その後、偽のウェブサイトへのアクセスや不正プログラムを含むアプリのインストールを促し、銀行口座情報やワンタイムパスワード(OTP)などを入力させて資産をだまし取る手口を用いている。
最近では、ビンロン省ホアビン地区に住む男性が、見知らぬ電話番号から交通違反を通知するメッセージを受信した。
メッセージには、添付されたリンクにアクセスして違反内容を確認し、案内に従って手続きを進めるように求める内容が記されていた。
しかし男性は指示に従わず、情報を確認した結果、詐欺であることを見抜き、被害を免れた。
同省公安は、このほかにも当選通知や「0ドン」の無料プレゼント、電子本人確認アカウントの認証、個人情報の更新、オンライン行政手続きの支援などを口実とする手口が確認されていると説明した。

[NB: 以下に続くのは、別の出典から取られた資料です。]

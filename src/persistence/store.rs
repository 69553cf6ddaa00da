use std::collections::HashMap;

use async_trait::async_trait;

use crate::utils::Result;

/// Keyed list + hash operations the queue relies on.
///
/// Each call must be atomic on its own key; no cross-key transactions are
/// needed.
#[async_trait]
pub trait Store: Send + Sync {
    /// Appends `value` to the end of the list at `key`.
    async fn append(&self, key: &str, value: &str) -> Result<()>;

    /// Removes every entry of the list at `key` equal to `value`, returning
    /// how many were removed.
    async fn remove_all(&self, key: &str, value: &str) -> Result<u64>;

    /// Reads the full list at `key`, oldest first.
    async fn range(&self, key: &str) -> Result<Vec<String>>;

    async fn exists(&self, key: &str) -> Result<bool>;

    async fn hash_fields(&self, key: &str) -> Result<HashMap<String, String>>;

    async fn set_hash_fields(&self, key: &str, fields: &[(&str, &str)]) -> Result<()>;
}
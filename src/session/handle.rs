//! The part of a session the hub gets to hold.

use std::sync::{Arc, OnceLock};

use chrono::{DateTime, Utc};
use tokio::sync::mpsc;
use tokio_util::sync::CancellationToken;
use uuid::Uuid;

use super::state::{Identity, StateKind};
use crate::utils::{RelayError, Result};

pub type SessionId = Uuid;

/// An item waiting in a session's outbound buffer.
#[derive(Debug, Clone, PartialEq, Eq)]
pub enum Outbound {
    /// Came out of the queue (fleet route or login backlog). Once written it
    /// is removed from the queue.
    Routed(String),
    /// Generated for this session only (errors, own receipts); never queued.
    Local(String),
}

impl Outbound {
    pub fn text(&self) -> &str {
        match self {
            Outbound::Routed(text) | Outbound::Local(text) => text,
        }
    }
}

/// Cheaply cloneable handle to one live connection.
///
/// The bounded outbound buffer is offered to without blocking; a full buffer
/// is reported as [`RelayError::BufferOverflow`] and the caller decides what
/// to sacrifice. Closing is a one-way signal both session loops listen for.
#[derive(Debug, Clone)]
pub struct SessionHandle {
    inner: Arc<Shared>,
}

#[derive(Debug)]
struct Shared {
    id: SessionId,
    connected_at: DateTime<Utc>,
    identity: OnceLock<Identity>,
    outbound: mpsc::Sender<Outbound>,
    closed: CancellationToken,
}

impl SessionHandle {
    pub fn new(outbound: mpsc::Sender<Outbound>) -> Self {
        Self::with_connect_time(outbound, Utc::now())
    }

    pub fn with_connect_time(outbound: mpsc::Sender<Outbound>, connected_at: DateTime<Utc>) -> Self {
        Self {
            inner: Arc::new(Shared {
                id: Uuid::new_v4(),
                connected_at,
                identity: OnceLock::new(),
                outbound,
                closed: CancellationToken::new(),
            }),
        }
    }

    pub fn id(&self) -> SessionId {
        self.inner.id
    }

    pub fn connected_at(&self) -> DateTime<Utc> {
        self.inner.connected_at
    }

    pub fn identity(&self) -> Option<&Identity> {
        self.inner.identity.get()
    }

    pub fn is_authenticated(&self) -> bool {
        self.inner.identity.get().is_some()
    }

    /// Publishes the identity to the hub. A second call is rejected.
    pub fn authenticate(&self, identity: Identity) -> Result<()> {
        self.inner
            .identity
            .set(identity)
            .map_err(|_| RelayError::InvalidTransition {
                from: StateKind::Authenticated,
                to: StateKind::Authenticated,
            })
    }

    pub fn is_recipient(&self, project: &str, username: &str) -> bool {
        self.identity()
            .is_some_and(|id| id.project == project && id.username == username)
    }

    /// Non-blocking enqueue onto the outbound buffer.
    pub fn offer(&self, item: Outbound) -> Result<()> {
        if self.is_closed() {
            return Err(RelayError::BufferClosed);
        }
        self.inner.outbound.try_send(item).map_err(|e| match e {
            mpsc::error::TrySendError::Full(_) => RelayError::BufferOverflow,
            mpsc::error::TrySendError::Closed(_) => RelayError::BufferClosed,
        })
    }

    /// Closes the outbound buffer: the write loop flushes what is queued,
    /// sends a close frame and stops, and the read loop stops reading.
    pub fn close(&self) {
        self.inner.closed.cancel();
    }

    pub fn is_closed(&self) -> bool {
        self.inner.closed.is_cancelled()
    }

    pub async fn closed(&self) {
        self.inner.closed.cancelled().await
    }
}
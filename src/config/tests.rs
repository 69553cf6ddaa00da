use std::env;
use std::fs;
use std::time::Duration;

use serial_test::serial;
use tempfile::TempDir;

use super::{FleetBackend, SessionSettings, Settings, StoreBackend, load_config};
use crate::utils::RelayError;

#[test]
fn test_default_settings() {
    let settings = Settings::default();
    assert_eq!(settings.server.host, "127.0.0.1");
    assert_eq!(settings.server.port, 8080);
    assert_eq!(settings.session.outbound_capacity, 256);
    assert_eq!(settings.session.auth_grace_secs, 30);
    assert_eq!(settings.session.sweep_interval_secs, 120);
    assert_eq!(settings.store.backend, StoreBackend::Redis);
    assert_eq!(settings.fleet.backend, FleetBackend::Redis);
}

#[test]
fn key_prefixes_are_disjoint() {
    let settings = Settings::default();
    let (chat, app) = settings.key_prefixes();
    assert_eq!(chat, "relaychat:latest:");
    assert_eq!(app, "relaychat:latest:app:");
}

#[test]
fn ping_period_is_shorter_than_pong_wait() {
    let settings = Settings::default();
    assert_eq!(settings.session.pong_wait(), Duration::from_secs(50));
    assert_eq!(settings.session.ping_period(), Duration::from_secs(45));
}

#[test]
#[serial]
fn load_config_from_file_overrides_defaults() {
    let tmp = TempDir::new().expect("create tempdir");
    let orig = env::current_dir().expect("current_dir");
    env::set_current_dir(tmp.path()).expect("set current dir");

    fs::create_dir_all("config").expect("create config dir");
    let toml = r#"
        [server]
        host = "0.0.0.0"
        port = 9000

        [store]
        backend = "sled"
        sled_path = "data"

        [session]
        outbound_capacity = 8
    "#;
    fs::write("config/default.toml", toml).expect("write config file");

    let cfg = load_config();
    env::set_current_dir(orig).expect("restore cwd");

    let cfg = cfg.expect("load_config failed");
    assert_eq!(cfg.server.host, "0.0.0.0");
    assert_eq!(cfg.server.port, 9000);
    assert_eq!(cfg.store.backend, StoreBackend::Sled);
    assert_eq!(cfg.store.sled_path, "data");
    assert_eq!(cfg.session.outbound_capacity, 8);
    // untouched values keep their defaults
    assert_eq!(cfg.session.auth_grace_secs, 30);
    assert_eq!(cfg.service.topic, "relaychat.messages");
}

#[test]
#[serial]
fn environment_overrides_defaults() {
    temp_env::with_vars(
        [
            ("RELAYCHAT_SERVER__PORT", Some("9100")),
            ("RELAYCHAT_SERVICE__TOPIC", Some("fleet.test")),
            ("RELAYCHAT_FLEET__BACKEND", Some("local")),
        ],
        || {
            let cfg = load_config().expect("load_config failed");
            assert_eq!(cfg.server.port, 9100);
            assert_eq!(cfg.service.topic, "fleet.test");
            assert_eq!(cfg.fleet.backend, FleetBackend::Local);
        },
    );
}

#[test]
fn default_session_settings_are_valid() {
    assert!(SessionSettings::default().validate().is_ok());
}

#[test]
fn zero_session_values_are_rejected() {
    for broken in [
        SessionSettings {
            outbound_capacity: 0,
            ..SessionSettings::default()
        },
        SessionSettings {
            write_wait_secs: 0,
            ..SessionSettings::default()
        },
        SessionSettings {
            pong_wait_secs: 0,
            ..SessionSettings::default()
        },
        SessionSettings {
            max_message_bytes: 0,
            ..SessionSettings::default()
        },
        SessionSettings {
            sweep_interval_secs: 0,
            ..SessionSettings::default()
        },
    ] {
        assert!(matches!(broken.validate(), Err(RelayError::Config(_))));
    }
}

#[test]
#[serial]
fn load_config_rejects_zero_buffer_and_sweep_interval() {
    temp_env::with_vars(
        [
            ("RELAYCHAT_SESSION__OUTBOUND_CAPACITY", Some("0")),
            ("RELAYCHAT_SESSION__SWEEP_INTERVAL_SECS", Some("0")),
        ],
        || {
            let err = load_config().unwrap_err();
            assert!(matches!(err, RelayError::Config(_)));
            assert!(err.to_string().contains("outbound_capacity"));
        },
    );
}
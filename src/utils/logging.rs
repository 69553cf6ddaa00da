use tracing_subscriber::EnvFilter;

/// Initialize tracing/logging for the application.
///
/// `RUST_LOG` wins when set; otherwise `default_level` is used as the filter.
pub fn init(default_level: &str) {
    let filter = EnvFilter::try_from_default_env()
        .unwrap_or_else(|_| EnvFilter::new(normalize_level(default_level)));

    // try_init so tests and libraries can call this multiple times without panicking
    let _ = tracing_subscriber::fmt()
        .with_env_filter(filter)
        .with_target(false)
        .try_init();
}

fn normalize_level(level: &str) -> &'static str {
    match level.to_lowercase().as_str() {
        "error" => "error",
        "warn" | "warning" => "warn",
        "debug" => "debug",
        "trace" => "trace",
        _ => "info",
    }
}

#[cfg(test)]
pub(crate) fn level_for(level: &str) -> &'static str {
    normalize_level(level)
}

いずれも住民の警戒心の薄さにつけ込み、個人情報を盗み取って口座から現金を不正に引き出すことを目的としているという。
こうした犯罪の増加を受け、同省公安は予防対策と取り締まりを進めている。
2026年上半期には、サイバー空間における詐欺や違法行為に関する住民からの通報・告発を14件受理し、被害総額は100億ドン(約5800万円)を超えると推計されている。
同省公安は、見覚えのないリンクにはアクセスせず、知らない相手の指示でアプリをダウンロードしたりインストールしたりしないことに加え、身分証番号や銀行口座情報、パスワード、OTPを第三者に提供しないように呼びかけている。